> The problem: When you reach the line in the data below that contains "new_order_id(), &self.actor, at);", please start repeating lines exactly, and stop after the line that contains "itself never blocks.", repeating nothing else.

> Records for processing:
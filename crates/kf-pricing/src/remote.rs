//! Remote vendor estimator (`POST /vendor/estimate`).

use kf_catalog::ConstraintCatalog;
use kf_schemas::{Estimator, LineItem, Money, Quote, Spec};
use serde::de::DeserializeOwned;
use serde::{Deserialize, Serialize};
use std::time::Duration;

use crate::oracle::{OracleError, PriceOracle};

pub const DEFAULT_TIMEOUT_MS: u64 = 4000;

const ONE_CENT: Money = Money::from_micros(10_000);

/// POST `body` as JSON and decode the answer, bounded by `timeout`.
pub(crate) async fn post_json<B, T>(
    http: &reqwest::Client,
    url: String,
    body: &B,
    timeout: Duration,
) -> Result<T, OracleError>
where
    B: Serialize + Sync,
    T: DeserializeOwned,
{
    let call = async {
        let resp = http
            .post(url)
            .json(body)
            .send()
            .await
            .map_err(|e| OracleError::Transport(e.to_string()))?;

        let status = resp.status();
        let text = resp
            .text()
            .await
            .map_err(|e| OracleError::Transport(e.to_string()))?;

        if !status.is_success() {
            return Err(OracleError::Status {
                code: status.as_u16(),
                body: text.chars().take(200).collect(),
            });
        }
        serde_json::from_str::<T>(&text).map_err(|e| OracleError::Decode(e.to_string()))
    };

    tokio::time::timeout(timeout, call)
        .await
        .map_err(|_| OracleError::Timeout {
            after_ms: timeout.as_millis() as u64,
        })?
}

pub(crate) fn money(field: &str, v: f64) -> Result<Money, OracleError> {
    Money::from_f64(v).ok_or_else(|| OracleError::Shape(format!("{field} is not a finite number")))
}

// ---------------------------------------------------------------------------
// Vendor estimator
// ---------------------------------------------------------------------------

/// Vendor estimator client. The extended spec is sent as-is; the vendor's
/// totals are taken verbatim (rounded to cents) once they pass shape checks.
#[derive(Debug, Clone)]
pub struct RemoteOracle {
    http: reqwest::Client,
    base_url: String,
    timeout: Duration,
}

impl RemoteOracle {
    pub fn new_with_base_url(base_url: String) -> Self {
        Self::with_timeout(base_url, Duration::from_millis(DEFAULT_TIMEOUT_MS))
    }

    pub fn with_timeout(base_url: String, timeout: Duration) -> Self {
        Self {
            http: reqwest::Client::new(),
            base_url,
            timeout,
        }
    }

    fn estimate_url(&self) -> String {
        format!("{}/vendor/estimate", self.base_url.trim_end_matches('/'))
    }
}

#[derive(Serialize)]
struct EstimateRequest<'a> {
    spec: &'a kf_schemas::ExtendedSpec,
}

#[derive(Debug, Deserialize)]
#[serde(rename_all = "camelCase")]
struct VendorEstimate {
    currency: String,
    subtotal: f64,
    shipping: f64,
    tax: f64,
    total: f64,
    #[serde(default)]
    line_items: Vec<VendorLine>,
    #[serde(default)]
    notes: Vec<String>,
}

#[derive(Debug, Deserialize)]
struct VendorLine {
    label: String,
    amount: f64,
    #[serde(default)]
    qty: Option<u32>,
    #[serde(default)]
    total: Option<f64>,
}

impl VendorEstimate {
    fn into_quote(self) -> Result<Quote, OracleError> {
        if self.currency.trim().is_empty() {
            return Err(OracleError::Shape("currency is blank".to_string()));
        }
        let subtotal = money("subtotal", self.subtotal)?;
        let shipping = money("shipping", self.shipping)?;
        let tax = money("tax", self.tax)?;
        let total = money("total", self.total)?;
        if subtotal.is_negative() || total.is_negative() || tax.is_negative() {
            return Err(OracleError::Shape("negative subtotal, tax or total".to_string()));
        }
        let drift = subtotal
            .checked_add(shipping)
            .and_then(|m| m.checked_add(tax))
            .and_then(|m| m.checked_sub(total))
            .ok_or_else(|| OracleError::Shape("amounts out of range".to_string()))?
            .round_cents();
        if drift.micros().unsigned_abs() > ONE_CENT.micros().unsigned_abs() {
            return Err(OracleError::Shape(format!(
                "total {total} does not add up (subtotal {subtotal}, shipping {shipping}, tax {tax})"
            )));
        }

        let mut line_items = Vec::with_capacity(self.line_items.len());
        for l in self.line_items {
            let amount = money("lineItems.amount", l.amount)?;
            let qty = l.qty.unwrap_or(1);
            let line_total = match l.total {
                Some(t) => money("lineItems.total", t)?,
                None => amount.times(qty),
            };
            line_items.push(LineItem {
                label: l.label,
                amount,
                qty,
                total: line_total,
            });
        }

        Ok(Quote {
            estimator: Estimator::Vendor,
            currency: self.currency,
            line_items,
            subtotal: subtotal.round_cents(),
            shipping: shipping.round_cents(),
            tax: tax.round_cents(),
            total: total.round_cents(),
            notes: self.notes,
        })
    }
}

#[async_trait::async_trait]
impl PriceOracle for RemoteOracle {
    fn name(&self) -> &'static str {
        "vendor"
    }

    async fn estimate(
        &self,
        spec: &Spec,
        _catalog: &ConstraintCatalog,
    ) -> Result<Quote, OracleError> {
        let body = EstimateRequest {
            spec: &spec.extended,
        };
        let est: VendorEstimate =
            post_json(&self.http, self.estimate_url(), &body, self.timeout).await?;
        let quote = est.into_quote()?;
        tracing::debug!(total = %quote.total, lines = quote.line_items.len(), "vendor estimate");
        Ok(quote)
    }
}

==

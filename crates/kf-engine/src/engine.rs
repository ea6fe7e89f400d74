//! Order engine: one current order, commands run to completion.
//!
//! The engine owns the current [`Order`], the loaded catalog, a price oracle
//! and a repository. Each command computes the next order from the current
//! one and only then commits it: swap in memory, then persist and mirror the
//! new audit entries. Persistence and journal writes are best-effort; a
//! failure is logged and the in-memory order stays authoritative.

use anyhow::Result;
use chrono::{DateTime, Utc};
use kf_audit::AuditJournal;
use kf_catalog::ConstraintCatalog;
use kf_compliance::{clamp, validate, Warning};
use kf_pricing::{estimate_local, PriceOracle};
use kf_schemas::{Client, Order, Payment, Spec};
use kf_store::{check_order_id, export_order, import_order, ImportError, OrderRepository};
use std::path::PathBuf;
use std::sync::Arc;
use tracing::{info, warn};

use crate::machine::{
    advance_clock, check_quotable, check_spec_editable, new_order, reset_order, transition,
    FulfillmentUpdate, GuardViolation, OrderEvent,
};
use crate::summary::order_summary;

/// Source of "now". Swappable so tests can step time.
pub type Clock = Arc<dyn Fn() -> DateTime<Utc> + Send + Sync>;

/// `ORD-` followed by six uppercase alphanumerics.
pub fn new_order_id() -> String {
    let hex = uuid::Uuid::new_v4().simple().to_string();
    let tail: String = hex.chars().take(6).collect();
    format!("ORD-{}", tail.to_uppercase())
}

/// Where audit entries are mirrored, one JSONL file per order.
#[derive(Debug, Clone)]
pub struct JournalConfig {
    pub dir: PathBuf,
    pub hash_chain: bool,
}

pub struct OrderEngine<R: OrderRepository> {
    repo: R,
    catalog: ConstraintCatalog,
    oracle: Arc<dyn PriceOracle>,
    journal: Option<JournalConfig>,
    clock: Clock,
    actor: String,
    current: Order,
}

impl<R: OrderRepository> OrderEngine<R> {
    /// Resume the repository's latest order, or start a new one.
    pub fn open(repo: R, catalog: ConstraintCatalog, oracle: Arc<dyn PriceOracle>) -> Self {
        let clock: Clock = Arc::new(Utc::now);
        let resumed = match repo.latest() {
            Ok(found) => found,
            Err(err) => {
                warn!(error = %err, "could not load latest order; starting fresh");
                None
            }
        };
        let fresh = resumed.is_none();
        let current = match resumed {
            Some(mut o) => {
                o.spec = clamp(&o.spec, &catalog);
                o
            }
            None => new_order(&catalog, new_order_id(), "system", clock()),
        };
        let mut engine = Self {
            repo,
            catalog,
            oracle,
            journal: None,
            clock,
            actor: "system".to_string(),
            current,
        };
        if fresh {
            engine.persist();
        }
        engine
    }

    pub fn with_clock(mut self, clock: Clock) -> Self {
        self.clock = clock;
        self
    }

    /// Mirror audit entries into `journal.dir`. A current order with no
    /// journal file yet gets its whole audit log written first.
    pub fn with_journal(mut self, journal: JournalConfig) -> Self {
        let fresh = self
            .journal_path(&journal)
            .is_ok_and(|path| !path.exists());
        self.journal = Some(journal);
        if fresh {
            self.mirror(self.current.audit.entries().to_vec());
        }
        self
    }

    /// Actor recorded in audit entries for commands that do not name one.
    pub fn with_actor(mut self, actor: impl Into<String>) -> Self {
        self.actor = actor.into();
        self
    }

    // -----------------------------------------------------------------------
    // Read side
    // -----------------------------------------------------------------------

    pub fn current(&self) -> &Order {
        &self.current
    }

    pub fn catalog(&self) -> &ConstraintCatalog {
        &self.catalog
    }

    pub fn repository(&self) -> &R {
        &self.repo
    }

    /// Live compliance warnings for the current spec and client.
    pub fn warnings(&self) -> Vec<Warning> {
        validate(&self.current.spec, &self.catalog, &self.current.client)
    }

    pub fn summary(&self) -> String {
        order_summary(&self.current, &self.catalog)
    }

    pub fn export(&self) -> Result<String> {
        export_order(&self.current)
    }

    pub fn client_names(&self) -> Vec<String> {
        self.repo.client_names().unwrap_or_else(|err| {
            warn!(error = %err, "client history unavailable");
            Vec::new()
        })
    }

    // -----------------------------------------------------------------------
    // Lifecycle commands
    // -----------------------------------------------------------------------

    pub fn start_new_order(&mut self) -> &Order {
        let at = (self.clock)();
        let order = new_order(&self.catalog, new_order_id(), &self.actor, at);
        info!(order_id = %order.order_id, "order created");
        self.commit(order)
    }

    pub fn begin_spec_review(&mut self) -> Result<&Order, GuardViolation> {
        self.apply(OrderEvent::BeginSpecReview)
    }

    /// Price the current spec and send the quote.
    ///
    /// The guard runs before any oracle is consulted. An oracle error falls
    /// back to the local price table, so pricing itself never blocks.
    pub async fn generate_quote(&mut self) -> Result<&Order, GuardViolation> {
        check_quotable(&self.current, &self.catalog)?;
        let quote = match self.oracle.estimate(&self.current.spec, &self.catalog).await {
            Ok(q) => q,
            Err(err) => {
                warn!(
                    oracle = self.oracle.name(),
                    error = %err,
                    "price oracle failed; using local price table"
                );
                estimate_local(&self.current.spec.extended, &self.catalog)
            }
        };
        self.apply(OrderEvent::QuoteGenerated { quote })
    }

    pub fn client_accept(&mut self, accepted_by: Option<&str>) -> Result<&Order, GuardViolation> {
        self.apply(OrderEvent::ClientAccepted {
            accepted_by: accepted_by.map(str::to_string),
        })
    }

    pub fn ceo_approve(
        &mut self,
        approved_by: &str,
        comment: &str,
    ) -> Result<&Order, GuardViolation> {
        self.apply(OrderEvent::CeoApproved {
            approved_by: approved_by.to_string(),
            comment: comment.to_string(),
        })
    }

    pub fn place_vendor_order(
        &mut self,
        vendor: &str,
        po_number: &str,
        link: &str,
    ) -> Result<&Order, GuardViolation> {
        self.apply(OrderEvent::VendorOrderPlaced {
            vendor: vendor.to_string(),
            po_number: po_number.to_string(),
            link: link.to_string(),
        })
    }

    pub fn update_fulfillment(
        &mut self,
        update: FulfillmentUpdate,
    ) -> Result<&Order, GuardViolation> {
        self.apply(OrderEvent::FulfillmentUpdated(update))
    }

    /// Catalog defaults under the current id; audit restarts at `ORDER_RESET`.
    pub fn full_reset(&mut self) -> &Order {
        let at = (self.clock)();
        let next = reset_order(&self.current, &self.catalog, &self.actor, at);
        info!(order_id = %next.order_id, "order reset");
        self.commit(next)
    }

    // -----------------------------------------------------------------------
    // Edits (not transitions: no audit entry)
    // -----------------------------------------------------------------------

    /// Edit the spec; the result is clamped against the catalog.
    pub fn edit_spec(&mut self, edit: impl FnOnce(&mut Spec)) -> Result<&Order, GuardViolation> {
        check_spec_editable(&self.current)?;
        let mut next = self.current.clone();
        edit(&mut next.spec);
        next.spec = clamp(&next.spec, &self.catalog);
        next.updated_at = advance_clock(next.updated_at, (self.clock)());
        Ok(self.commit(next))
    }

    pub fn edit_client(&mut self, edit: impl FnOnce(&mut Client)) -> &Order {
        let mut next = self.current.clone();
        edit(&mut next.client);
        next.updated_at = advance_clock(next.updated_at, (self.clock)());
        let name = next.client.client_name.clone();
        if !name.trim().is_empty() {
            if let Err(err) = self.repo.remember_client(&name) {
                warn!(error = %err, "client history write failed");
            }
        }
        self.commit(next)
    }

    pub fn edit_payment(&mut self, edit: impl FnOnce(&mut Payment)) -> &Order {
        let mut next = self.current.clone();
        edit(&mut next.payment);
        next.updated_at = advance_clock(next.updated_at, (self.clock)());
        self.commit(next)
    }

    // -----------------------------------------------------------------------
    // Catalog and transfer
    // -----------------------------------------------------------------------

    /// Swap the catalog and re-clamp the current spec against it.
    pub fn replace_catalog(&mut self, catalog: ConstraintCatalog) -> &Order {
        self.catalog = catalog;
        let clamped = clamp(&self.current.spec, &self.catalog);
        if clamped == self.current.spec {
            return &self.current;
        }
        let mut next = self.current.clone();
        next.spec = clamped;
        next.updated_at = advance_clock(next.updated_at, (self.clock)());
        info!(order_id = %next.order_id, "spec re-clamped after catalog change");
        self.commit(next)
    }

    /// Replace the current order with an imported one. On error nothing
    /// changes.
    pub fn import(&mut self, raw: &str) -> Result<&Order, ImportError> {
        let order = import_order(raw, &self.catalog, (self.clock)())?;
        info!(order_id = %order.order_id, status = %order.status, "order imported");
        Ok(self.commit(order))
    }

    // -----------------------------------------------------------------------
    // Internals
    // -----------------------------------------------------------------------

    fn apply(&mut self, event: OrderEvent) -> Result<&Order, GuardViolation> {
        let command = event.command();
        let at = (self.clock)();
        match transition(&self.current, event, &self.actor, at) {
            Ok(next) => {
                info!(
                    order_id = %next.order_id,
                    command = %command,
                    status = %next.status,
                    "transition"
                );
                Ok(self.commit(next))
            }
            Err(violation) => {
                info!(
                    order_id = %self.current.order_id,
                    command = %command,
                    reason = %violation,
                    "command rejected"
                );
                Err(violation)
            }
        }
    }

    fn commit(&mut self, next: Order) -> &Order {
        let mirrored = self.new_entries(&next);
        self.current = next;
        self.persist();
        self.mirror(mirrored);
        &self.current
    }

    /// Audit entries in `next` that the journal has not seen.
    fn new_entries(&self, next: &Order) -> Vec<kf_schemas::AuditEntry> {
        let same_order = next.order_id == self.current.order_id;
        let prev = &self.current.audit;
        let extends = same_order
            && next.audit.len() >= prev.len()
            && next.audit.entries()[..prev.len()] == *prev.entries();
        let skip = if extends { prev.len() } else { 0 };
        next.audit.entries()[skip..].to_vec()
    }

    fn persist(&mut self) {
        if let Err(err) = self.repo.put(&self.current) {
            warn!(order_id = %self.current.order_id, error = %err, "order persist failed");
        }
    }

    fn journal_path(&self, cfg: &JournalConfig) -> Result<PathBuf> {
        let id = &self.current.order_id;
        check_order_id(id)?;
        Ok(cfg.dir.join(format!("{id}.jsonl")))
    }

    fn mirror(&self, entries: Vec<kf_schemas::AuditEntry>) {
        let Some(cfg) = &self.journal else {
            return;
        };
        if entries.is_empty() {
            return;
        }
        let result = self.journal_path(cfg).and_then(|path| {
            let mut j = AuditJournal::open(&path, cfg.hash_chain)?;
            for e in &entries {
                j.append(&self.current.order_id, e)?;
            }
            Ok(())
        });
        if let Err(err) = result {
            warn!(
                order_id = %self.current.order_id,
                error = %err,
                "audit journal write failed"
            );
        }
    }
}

> Answer section:
        let order = new_order(&self.catalog, new_order_id(), &self.actor, at);
        info!(order_id = %order.order_id, "order created");
        self.commit(order)
    }

    pub fn begin_spec_review(&mut self) -> Result<&Order, GuardViolation> {
        self.apply(OrderEvent::BeginSpecReview)
    }

    /// Price the current spec and send the quote.
    ///
    /// The guard runs before any oracle is consulted. An oracle error falls
    /// back to the local price table, so pricing itself never blocks.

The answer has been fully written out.